Dados de um estudo realizado pelo Centro de Medicina Aeroespacial (Cemal), órgão da Força Aérea Brasileira (FAB), revelam que a quantidade de raios ultravioletas, infravermelhos e luz sensível que ultrapassa as janelas das cabines das aeronaves é até três vezes maior do que o esperado. A exposição excessiva e continuada dos pilotos à radiação pode torná-los mais vulneráveis a doenças como câncer de pele e catarata.

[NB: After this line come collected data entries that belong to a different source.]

/// The main storage engine.
///
/// Designed to be wrapped in an `Arc` and shared by every connection task
/// and the snapshot scheduler. All operations are thread-safe.
///
/// # Example
///
/// ```
/// use jsonkv::storage::{Engine, Ttl};
/// use std::time::Duration;
///
/// let engine = Engine::new();
///
/// engine.set("name", "Ariz").unwrap();
/// assert_eq!(&engine.get("name").unwrap()[..], b"\"Ariz\"");
///
/// engine.set_with_ttl("session", "abc123", Duration::from_secs(60)).unwrap();
/// assert!(matches!(engine.ttl("session"), Ttl::Remaining(_)));
/// ```
pub struct Engine {
    shards: Vec<Shard>,
    codec: Option<Codec>,
    dump_dir: PathBuf,
    /// Serializes writers of the snapshot temp file
    pub(crate) dump_lock: Mutex<()>,
}

impl std::fmt::Debug for Engine {
    fn fmt(&self, f: &mut std::fmt::Formatter<'_>) -> std::fmt::Result {
        f.debug_struct("Engine")
            .field("shards", &self.shards.len())
            .field("encrypted", &self.codec.is_some())
            .field("dump_dir", &self.dump_dir)
            .finish()
    }
}

impl Default for Engine {
    fn default() -> Self {
        Self::new()
    }
}

impl Engine {
    /// Creates an unencrypted engine with default settings.
    pub fn new() -> Self {
        let options = EngineOptions::default();
        Self::from_parts(options.shard_count, None, options.dump_dir)
    }

    /// Creates an engine from explicit options.
    ///
    /// Fails with `Crypto` if an encryption key is given that is not 32 bytes,
    /// or `Validation` if the shard count is zero.
    pub fn with_options(options: EngineOptions) -> StoreResult<Self> {
        if options.shard_count == 0 {
            return Err(StoreError::validation("shard count must be positive"));
        }

        let codec = options
            .encryption_key
            .as_deref()
            .map(Codec::new)
            .transpose()?;

        Ok(Self::from_parts(options.shard_count, codec, options.dump_dir))
    }

    fn from_parts(shard_count: usize, codec: Option<Codec>, dump_dir: PathBuf) -> Self {
        let shards = (0..shard_count).map(|_| Shard::default()).collect();
        debug!(
            shards = shard_count,
            encrypted = codec.is_some(),
            "Storage engine created"
        );

        Self {
            shards,
            codec,
            dump_dir,
            dump_lock: Mutex::new(()),
        }
    }

    /// Number of shards.
    pub fn shard_count(&self) -> usize {
        self.shards.len()
    }

    /// Whether stored values are encrypted.
    pub fn is_encrypted(&self) -> bool {
        self.codec.is_some()
    }

    /// Directory the snapshot file lives in.
    pub fn dump_dir(&self) -> &Path {
        &self.dump_dir
    }

    /// Determines which shard a key belongs to.
    #[inline]
    pub(crate) fn shard_index(&self, key: &str) -> usize {
        let mut hasher = DefaultHasher::new();
        key.hash(&mut hasher);
        (hasher.finish() as usize) % self.shards.len()
    }

    #[inline]
    fn shard(&self, key: &str) -> &Shard {
        &self.shards[self.shard_index(key)]
    }

    pub(crate) fn shards(&self) -> &[Shard] {
        &self.shards
    }

    /// Encrypts the encoded bytes if encryption is enabled.
    fn seal(&self, plain: Vec<u8>) -> StoreResult<Bytes> {
        match &self.codec {
            Some(codec) => Ok(Bytes::from(codec.encrypt(&plain)?)),
            None => Ok(Bytes::from(plain)),
        }
    }

    /// Decrypts stored bytes if encryption is enabled.
    fn open(&self, stored: Bytes) -> StoreResult<Bytes> {
        match &self.codec {
            Some(codec) => Ok(Bytes::from(codec.decrypt(&stored)?)),
            None => Ok(stored),
        }
    }

    /// Stores a value as JSON, clearing any existing expiry.
    pub fn set(&self, key: &str, value: impl Into<StoredValue>) -> StoreResult<()> {
        let value = value.into();
        debug!(key = %key, "SET");

        let stored = self.seal(value.encode()?)?;
        self.shard(key)
            .entries
            .write()
            .insert(key.to_string(), KeyRecord::new(stored));

        Ok(())
    }

    /// Stores raw bytes (no JSON encoding) that expire after `ttl`.
    pub fn set_with_ttl(&self, key: &str, raw: impl Into<Bytes>, ttl: Duration) -> StoreResult<()> {
        let expires_at = Self::expiry_from_now(ttl)?;
        debug!(key = %key, ttl_ms = ttl.as_millis() as u64, "SET with TTL");

        let raw: Bytes = raw.into();
        let stored = self.seal(raw.to_vec())?;
        self.shard(key)
            .entries
            .write()
            .insert(key.to_string(), KeyRecord::with_expiry(stored, expires_at));

        Ok(())
    }

    fn expiry_from_now(ttl: Duration) -> StoreResult<DateTime<Utc>> {
        if ttl.is_zero() {
            return Err(StoreError::validation("TTL must be positive"));
        }

        chrono::Duration::from_std(ttl)
            .ok()
            .and_then(|ttl| Utc::now().checked_add_signed(ttl))
            .ok_or_else(|| StoreError::validation("TTL is out of range"))
    }

    /// Looks up a live record and applies `f` to it.
    ///
    /// This implements lazy expiry: an expired record is removed under the
    /// shard's write lock and reported as absent.
    fn with_live<T>(&self, key: &str, f: impl Fn(&KeyRecord, DateTime<Utc>) -> T) -> Option<T> {
        let shard = self.shard(key);
        let now = Utc::now();

        // Fast path: read lock for existing, non-expired keys
        {
            let entries = shard.entries.read();
            match entries.get(key) {
                None => return None,
                Some(record) if !record.is_expired_at(now) => return Some(f(record, now)),
                Some(_) => {}
            }
        }

        // Key exists but is expired - need write lock to remove it
        let mut entries = shard.entries.write();
        let expired = entries.get(key)?.is_expired_at(now);
        if expired {
            entries.remove(key);
            trace!(key = %key, "Lazily expired key");
            return None;
        }

        // Race: another writer replaced the key in between
        entries.get(key).map(|record| f(record, now))
    }

    /// Returns the stored (decrypted) bytes for a key.
    pub fn get(&self, key: &str) -> StoreResult<Bytes> {
        debug!(key = %key, "GET");
        let stored = self
            .with_live(key, |record, _| record.value.clone())
            .ok_or(StoreError::NotFound)?;

        self.open(stored)
    }

    /// Removes a key.
    pub fn delete(&self, key: &str) -> StoreResult<()> {
        debug!(key = %key, "DELETE");
        match self.shard(key).entries.write().remove(key) {
            Some(_) => Ok(()),
            None => Err(StoreError::NotFound),
        }
    }

    /// Returns the remaining time to live for a key.
    pub fn ttl(&self, key: &str) -> Ttl {
        self.with_live(key, |record, now| match record.expires_at {
            None => Ttl::Persistent,
            Some(exp) => Ttl::Remaining((exp - now).to_std().unwrap_or(Duration::ZERO)),
        })
        .unwrap_or(Ttl::Missing)
    }

    /// Sets an expiry on an existing, live key.
    pub fn expire(&self, key: &str, ttl: Duration) -> StoreResult<()> {
        let expires_at = Self::expiry_from_now(ttl)?;
        debug!(key = %key, ttl_ms = ttl.as_millis() as u64, "EXPIRE");

        let mut entries = self.shard(key).entries.write();
        let expired = match entries.get(key) {
            Some(record) => record.is_expired(),
            None => return Err(StoreError::NotFound),
        };
        if expired {
            entries.remove(key);
            return Err(StoreError::NotFound);
        }

        if let Some(record) = entries.get_mut(key) {
            record.expires_at = Some(expires_at);
        }
        Ok(())
    }

    /// Returns every live key matching a glob pattern, with its value.
    ///
    /// Shards are scanned in index order, each under its own read lock that
    /// is released before the next shard is visited. The result is unordered
    /// and not a point-in-time snapshot of the whole engine.
    pub fn get_by_pattern(&self, pattern: &str) -> StoreResult<Vec<Match>> {
        debug!(pattern = %pattern, "Scanning keys by pattern");
        let glob = GlobPattern::new(pattern);
        let now = Utc::now();

        let mut raw = Vec::new();
        for shard in &self.shards {
            let entries = shard.entries.read();
            raw.extend(
                entries
                    .iter()
                    .filter(|(key, record)| !record.is_expired_at(now) && glob.matches(key))
                    .map(|(key, record)| (key.clone(), record.value.clone())),
            );
        }

        // Decrypt after every lock has been released
        raw.into_iter()
            .map(|(key, value)| -> StoreResult<Match> {
                Ok(Match {
                    value: self.open(value)?,
                    key,
                })
            })
            .collect()
    }

    /// Clears every shard, one shard lock at a time.
    pub fn reset_memory(&self) {
        for shard in &self.shards {
            shard.entries.write().clear();
        }
        debug!("Memory reset");
    }

    /// Number of resident records, including expired ones not yet touched.
    pub fn len(&self) -> usize {
        self.shards.iter().map(|s| s.entries.read().len()).sum()
    }

    /// Returns true if no records are resident.
    pub fn is_empty(&self) -> bool {
        self.len() == 0
    }
}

"Os primeiros resultados da pesquisa nos surpreenderam. Esperávamos que as janelas deixassem passar até 10% de radiação, mas entre as amostras analisadas, há casos em que esse porcentagem chega a 30%", disse o diretor do Cemal, brigadeiro-médico José Roberto Gabriel, observando que a saúde da tripulação é fundamental para a segurança do vôo.
A suspeita da exposição excessiva à radiação surgiu diante das queixas frequentes de calor dentro da cabine de comando, além dos casos de fotofobia relatados por pilotos de avião.
Pesquisadores do Cemal, onde são realizadas as avaliações médicas dos cerca de 70 mil pilotos civis e militares do País, decidiram então testar 16 diferentes tipos de janelas e pára-brisas de cabines, analisados no Laboratório de Ótica do Centro Técnico Aeroespacial (CTA) de São José dos Campos, no interior de São Paulo.
Segundo um dos coordenadores do estudo, major-médico Geraldo Oliveira, as janelas feitas de polímero (um tipo de plástico) são menos resistente à radiação do que as de vidro, mas em ambos os materiais há incidência de radiação nas cabines. Por isso, ele avalia que o estudo poderá determinar uma mudança na fabricação de materiais para aeronaves.
"Precisamos garantir mais proteção aos pilotos. Atualmente, as aeronaves estão voando cada vez mais alto, ou seja, estão mais expostas à radiação. A cada mil pés (30 metros) de altitude, a ação dos raios infravermelhos e ultravioletas, além da luz sensível, aumenta entre 4% a 6%. Como grande parte dos vôos são realizados a 35 mil pés, a exposição é até 150% se comparada à existente ao nível do mar", explicou.
Oliveira explicou que o problema preocupa especialmente o Brasil e os países tropicais por causa da proximidade com a linha do Equador, onde a radiação é maior. "Por isso não existem pesquisas sobre o assunto feitas na Europa ou nos Estados Unidos", explicou.